▶ GOAL OF THE EXERCISE
Give the number of lines in the data below where the word "cloned" appears, and nothing besides.

▶ RECORDED DATA
◆ ◆ ◆ ◆ ◆ ◆ ◆

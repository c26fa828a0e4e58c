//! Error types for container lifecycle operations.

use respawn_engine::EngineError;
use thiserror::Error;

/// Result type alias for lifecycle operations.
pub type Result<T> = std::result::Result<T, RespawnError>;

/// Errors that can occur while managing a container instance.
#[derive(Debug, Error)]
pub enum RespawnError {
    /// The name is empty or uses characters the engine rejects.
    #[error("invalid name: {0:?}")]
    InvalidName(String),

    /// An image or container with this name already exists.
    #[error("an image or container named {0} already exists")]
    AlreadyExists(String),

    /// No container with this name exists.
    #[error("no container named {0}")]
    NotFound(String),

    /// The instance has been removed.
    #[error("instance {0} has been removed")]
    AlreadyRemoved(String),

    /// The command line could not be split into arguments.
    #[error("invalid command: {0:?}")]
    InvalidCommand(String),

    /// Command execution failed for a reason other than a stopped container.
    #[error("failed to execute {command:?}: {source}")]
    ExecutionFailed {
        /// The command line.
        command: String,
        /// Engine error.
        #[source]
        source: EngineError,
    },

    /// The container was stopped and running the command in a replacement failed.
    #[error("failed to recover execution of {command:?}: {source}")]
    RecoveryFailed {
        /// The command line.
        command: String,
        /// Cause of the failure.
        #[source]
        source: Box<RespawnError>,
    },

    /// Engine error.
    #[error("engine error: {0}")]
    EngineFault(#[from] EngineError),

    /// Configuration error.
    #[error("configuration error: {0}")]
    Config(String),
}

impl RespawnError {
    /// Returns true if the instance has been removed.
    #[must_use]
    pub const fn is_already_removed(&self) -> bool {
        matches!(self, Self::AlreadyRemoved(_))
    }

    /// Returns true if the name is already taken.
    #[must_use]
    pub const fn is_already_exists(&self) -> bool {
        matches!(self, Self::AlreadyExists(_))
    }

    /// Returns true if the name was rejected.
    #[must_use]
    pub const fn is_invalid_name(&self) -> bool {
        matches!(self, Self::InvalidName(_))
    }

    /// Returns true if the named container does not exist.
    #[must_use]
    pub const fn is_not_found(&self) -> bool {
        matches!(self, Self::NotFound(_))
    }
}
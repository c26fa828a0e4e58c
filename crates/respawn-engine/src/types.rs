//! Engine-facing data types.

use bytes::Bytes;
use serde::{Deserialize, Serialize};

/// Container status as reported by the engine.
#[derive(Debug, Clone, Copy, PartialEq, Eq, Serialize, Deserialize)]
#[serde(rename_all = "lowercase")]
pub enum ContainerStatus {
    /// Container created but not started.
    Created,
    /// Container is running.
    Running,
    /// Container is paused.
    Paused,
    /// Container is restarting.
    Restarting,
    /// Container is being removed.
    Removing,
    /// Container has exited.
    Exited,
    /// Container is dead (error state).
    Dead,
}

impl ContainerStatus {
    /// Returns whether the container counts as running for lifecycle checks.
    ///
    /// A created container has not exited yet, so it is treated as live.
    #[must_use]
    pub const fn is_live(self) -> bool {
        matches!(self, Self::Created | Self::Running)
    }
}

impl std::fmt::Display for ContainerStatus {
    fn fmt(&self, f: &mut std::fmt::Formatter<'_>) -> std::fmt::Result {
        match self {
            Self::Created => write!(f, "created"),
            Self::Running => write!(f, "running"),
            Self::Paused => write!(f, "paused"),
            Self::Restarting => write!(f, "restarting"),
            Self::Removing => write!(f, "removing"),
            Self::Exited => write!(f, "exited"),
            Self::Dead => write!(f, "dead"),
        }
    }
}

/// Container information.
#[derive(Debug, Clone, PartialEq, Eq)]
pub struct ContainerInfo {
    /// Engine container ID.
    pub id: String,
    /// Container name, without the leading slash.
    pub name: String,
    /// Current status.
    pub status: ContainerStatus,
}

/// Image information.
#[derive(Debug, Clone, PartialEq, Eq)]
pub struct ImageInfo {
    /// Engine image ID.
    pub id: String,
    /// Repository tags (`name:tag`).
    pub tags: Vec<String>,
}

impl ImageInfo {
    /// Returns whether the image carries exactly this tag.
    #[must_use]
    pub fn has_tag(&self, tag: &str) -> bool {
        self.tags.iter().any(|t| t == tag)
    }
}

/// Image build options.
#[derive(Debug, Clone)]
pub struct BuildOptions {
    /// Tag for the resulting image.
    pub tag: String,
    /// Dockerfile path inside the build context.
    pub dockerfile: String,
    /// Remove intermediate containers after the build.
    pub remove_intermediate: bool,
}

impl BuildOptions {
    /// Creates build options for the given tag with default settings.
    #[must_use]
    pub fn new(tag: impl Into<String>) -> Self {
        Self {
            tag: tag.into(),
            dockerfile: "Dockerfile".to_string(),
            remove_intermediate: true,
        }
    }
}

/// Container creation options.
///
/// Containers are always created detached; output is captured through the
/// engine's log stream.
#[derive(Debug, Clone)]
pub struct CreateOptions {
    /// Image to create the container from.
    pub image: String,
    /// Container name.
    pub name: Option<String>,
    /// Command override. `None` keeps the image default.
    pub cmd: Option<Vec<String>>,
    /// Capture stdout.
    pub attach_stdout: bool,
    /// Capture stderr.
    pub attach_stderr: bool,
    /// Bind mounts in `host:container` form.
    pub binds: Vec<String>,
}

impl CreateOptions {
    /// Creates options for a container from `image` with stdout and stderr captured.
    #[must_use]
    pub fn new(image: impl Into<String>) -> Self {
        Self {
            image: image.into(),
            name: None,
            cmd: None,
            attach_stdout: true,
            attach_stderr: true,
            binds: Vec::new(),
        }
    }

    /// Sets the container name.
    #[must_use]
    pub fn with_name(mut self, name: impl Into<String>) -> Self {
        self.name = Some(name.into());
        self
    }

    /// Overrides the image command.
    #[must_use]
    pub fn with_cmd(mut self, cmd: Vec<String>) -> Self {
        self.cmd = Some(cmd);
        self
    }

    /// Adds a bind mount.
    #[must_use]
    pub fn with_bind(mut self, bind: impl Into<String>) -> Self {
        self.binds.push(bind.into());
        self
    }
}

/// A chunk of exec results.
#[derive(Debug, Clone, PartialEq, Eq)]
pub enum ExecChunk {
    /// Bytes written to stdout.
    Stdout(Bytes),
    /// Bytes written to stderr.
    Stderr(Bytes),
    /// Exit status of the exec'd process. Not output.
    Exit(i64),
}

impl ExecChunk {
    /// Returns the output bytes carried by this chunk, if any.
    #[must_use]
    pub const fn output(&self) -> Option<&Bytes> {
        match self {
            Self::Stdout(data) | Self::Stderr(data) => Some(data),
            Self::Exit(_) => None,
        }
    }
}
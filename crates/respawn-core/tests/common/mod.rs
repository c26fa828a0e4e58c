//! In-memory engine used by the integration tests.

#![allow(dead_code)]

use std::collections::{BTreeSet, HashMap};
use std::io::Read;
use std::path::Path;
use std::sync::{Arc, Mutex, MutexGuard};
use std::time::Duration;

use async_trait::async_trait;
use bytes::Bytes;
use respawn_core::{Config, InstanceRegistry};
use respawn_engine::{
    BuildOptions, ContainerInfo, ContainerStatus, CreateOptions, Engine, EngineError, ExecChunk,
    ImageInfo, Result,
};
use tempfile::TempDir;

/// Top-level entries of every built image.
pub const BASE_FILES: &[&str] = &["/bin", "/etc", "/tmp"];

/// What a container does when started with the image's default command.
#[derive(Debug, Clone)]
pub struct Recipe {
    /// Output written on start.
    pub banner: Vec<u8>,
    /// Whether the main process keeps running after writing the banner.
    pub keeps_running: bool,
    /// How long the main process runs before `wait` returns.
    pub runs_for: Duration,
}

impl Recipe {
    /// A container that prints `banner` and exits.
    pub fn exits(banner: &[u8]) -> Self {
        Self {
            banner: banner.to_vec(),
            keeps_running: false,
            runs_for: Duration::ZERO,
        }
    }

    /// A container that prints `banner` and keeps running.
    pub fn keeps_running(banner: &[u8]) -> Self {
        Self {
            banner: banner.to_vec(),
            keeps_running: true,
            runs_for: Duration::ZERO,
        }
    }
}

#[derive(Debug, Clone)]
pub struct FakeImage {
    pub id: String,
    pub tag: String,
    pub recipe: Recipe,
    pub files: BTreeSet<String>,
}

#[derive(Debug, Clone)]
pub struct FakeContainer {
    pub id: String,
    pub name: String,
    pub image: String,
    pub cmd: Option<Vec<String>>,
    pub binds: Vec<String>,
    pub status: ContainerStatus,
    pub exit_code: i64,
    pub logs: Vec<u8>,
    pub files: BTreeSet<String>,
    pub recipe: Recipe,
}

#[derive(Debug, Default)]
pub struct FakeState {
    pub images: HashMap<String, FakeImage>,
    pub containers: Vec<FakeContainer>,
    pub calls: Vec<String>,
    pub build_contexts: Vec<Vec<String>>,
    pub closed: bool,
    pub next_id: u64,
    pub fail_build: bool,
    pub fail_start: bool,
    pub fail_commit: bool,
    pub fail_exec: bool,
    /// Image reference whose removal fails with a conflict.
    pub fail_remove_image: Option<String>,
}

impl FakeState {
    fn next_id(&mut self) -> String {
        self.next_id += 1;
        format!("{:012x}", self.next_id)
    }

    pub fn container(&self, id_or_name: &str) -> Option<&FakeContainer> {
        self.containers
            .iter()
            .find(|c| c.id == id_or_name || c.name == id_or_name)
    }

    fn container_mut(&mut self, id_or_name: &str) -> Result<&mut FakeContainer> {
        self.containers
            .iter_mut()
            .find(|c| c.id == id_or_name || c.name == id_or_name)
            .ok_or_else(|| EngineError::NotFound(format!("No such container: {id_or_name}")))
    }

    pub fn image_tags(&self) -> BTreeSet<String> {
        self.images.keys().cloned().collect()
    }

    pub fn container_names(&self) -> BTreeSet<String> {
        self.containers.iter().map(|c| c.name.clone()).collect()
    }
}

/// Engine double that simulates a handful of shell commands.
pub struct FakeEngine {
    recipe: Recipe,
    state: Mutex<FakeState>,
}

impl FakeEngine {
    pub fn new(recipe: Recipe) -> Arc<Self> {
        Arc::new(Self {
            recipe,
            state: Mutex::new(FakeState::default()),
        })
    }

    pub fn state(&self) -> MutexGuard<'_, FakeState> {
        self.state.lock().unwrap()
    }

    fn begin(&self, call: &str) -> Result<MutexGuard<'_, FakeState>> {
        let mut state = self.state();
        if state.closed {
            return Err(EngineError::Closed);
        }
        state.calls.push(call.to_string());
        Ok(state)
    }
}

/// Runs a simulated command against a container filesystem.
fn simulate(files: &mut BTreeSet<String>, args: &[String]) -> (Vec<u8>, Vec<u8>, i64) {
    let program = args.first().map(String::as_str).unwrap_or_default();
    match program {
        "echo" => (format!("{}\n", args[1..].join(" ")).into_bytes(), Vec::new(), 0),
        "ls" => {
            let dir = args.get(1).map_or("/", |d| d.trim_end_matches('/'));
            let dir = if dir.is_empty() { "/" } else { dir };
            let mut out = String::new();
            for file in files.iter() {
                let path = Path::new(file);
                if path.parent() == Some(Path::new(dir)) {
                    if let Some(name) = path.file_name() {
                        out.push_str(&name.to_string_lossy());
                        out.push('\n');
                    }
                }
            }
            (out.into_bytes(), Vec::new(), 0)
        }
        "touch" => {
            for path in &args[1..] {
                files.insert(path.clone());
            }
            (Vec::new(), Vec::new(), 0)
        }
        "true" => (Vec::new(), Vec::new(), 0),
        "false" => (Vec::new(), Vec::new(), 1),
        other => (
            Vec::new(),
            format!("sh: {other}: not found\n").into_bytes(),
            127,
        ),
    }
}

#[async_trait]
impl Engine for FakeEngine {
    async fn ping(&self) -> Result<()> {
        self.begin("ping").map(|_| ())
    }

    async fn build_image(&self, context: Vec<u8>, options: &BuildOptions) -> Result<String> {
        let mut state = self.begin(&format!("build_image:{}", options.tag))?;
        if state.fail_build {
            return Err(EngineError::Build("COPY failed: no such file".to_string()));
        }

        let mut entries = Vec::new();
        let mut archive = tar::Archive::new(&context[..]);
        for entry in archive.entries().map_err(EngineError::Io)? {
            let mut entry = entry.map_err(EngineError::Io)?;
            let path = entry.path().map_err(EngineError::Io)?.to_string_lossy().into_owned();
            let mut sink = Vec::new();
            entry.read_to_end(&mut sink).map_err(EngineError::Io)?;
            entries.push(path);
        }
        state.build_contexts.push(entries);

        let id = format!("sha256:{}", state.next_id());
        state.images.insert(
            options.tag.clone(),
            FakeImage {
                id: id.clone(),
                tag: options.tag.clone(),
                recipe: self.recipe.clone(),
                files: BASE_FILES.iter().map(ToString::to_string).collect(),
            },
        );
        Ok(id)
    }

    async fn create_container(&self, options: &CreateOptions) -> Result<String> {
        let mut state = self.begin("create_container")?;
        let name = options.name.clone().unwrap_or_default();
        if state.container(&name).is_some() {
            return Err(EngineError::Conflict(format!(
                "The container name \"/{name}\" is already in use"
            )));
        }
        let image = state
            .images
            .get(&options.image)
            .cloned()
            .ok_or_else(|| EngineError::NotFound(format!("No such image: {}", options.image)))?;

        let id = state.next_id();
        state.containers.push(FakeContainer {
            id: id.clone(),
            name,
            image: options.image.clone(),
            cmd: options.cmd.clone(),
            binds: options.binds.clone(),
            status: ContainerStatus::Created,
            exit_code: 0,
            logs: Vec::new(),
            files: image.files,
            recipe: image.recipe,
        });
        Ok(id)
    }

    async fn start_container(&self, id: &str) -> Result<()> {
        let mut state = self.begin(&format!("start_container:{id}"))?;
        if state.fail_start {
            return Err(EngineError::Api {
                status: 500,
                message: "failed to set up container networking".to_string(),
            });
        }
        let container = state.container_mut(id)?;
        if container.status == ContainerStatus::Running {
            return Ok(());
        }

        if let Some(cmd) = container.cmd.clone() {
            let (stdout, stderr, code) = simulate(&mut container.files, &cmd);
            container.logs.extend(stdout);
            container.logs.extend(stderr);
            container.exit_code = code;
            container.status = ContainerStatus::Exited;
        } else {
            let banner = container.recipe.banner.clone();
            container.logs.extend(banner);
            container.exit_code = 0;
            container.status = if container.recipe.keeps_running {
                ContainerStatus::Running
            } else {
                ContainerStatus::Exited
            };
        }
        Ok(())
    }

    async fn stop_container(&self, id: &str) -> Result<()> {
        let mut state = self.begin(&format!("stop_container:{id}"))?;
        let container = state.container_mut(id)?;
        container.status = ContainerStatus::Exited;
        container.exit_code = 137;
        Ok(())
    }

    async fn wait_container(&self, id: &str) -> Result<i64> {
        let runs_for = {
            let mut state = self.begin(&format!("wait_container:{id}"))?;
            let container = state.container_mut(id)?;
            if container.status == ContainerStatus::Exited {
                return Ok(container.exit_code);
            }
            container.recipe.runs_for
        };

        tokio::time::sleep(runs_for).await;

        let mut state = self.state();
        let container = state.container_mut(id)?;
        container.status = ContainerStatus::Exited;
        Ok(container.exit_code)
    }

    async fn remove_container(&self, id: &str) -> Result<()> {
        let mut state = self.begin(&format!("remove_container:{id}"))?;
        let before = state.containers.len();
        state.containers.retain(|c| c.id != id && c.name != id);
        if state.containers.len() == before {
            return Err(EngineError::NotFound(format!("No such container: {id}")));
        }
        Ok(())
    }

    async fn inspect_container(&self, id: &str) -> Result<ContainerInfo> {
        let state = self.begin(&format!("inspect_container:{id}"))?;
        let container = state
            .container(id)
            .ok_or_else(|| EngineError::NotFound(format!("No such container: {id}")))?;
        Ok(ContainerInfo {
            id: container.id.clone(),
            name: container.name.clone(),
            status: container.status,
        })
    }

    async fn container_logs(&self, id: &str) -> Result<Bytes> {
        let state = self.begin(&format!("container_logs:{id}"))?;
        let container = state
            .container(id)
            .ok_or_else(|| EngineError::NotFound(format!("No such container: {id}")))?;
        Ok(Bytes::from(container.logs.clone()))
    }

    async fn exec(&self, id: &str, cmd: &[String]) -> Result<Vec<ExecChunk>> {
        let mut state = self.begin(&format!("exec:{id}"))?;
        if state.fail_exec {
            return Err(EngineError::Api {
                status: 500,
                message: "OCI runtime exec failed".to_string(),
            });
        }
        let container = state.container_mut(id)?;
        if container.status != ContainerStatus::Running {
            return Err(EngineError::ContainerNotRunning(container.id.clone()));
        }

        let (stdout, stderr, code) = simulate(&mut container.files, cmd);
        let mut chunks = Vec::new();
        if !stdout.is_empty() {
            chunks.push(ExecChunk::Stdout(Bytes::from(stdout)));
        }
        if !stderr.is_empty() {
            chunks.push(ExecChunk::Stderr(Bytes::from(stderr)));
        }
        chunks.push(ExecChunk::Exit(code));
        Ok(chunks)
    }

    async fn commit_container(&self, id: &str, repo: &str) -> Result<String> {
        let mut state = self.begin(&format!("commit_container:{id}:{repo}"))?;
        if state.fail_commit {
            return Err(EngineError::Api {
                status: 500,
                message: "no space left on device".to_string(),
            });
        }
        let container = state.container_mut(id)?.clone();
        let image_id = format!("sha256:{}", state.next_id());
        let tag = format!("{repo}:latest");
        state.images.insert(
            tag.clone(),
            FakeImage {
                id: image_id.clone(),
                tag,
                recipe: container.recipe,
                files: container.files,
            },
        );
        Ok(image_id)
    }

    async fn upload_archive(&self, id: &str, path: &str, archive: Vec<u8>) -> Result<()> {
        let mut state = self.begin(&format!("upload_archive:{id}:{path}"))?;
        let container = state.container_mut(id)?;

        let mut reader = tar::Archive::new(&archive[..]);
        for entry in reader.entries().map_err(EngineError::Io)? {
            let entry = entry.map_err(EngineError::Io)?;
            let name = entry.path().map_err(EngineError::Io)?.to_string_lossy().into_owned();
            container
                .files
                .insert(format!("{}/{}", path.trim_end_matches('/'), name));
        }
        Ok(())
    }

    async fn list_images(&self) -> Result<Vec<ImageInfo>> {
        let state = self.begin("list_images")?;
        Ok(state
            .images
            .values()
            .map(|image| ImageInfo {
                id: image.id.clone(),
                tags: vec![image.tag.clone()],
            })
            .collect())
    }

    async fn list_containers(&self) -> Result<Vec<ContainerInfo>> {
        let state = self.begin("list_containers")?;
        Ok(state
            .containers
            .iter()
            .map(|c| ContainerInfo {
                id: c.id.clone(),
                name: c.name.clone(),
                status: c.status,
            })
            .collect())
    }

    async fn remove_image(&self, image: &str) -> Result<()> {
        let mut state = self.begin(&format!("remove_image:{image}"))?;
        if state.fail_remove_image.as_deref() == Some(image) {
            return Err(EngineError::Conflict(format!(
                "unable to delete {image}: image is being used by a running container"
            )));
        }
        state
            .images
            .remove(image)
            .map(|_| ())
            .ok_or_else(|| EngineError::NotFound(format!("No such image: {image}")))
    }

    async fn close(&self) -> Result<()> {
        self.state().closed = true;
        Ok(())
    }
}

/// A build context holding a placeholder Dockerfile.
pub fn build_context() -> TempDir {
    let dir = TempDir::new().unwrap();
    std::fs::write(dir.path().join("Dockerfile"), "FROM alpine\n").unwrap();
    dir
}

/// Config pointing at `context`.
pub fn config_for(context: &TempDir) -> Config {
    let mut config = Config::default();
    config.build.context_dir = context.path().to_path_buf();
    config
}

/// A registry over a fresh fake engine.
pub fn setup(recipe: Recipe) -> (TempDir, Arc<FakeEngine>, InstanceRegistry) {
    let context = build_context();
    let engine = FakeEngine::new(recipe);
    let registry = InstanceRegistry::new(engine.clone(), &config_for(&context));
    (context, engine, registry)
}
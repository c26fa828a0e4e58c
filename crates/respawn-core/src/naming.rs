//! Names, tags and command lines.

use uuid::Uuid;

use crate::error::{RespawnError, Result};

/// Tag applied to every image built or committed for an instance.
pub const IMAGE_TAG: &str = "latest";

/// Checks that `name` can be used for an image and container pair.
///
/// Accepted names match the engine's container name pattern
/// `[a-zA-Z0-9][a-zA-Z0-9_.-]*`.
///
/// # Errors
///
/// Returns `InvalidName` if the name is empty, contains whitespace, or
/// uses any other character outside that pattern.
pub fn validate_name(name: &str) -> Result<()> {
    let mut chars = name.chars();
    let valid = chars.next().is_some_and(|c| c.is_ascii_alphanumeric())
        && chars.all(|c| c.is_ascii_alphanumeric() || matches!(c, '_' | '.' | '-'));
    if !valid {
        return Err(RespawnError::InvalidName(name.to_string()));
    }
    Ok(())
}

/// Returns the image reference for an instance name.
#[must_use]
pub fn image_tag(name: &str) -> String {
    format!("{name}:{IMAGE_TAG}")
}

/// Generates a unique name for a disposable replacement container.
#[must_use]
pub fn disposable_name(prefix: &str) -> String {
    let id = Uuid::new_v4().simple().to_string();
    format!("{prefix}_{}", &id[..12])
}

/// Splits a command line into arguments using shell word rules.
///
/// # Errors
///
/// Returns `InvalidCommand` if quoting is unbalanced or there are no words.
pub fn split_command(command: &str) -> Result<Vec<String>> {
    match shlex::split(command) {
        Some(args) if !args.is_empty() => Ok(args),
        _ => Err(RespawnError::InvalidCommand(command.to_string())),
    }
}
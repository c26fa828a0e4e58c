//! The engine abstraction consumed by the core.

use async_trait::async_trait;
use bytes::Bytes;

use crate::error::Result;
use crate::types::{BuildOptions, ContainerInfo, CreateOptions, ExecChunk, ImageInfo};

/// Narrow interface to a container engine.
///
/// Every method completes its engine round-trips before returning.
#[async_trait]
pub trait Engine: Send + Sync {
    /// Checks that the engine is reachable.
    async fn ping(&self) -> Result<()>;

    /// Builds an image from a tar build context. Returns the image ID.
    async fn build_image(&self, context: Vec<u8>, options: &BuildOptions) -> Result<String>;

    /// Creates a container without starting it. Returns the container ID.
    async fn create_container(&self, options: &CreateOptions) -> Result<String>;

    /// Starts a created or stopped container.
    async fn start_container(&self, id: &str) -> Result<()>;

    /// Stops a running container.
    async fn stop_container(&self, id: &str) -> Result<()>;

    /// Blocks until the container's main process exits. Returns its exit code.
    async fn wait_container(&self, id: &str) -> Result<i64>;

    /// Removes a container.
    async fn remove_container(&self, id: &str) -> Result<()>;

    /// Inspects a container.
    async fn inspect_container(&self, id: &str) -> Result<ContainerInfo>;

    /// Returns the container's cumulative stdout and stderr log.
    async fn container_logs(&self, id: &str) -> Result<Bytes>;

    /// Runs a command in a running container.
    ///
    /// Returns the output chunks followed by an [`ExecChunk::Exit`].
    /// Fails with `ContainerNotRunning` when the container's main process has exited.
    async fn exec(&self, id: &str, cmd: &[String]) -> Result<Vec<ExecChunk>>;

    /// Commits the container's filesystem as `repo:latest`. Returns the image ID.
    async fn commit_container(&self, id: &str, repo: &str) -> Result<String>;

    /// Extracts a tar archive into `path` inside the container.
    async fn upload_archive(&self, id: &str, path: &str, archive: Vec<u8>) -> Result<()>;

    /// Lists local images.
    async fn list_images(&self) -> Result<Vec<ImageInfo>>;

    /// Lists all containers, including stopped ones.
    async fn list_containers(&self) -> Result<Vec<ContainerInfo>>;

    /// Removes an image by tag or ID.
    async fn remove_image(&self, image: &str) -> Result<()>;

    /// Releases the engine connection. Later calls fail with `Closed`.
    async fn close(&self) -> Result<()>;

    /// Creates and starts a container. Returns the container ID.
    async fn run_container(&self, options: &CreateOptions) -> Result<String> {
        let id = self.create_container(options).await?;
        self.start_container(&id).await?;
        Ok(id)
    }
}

◆ ◆ ◆ ◆ ◆ ◆ ◆

▶ EXERCISE RESPONSE
2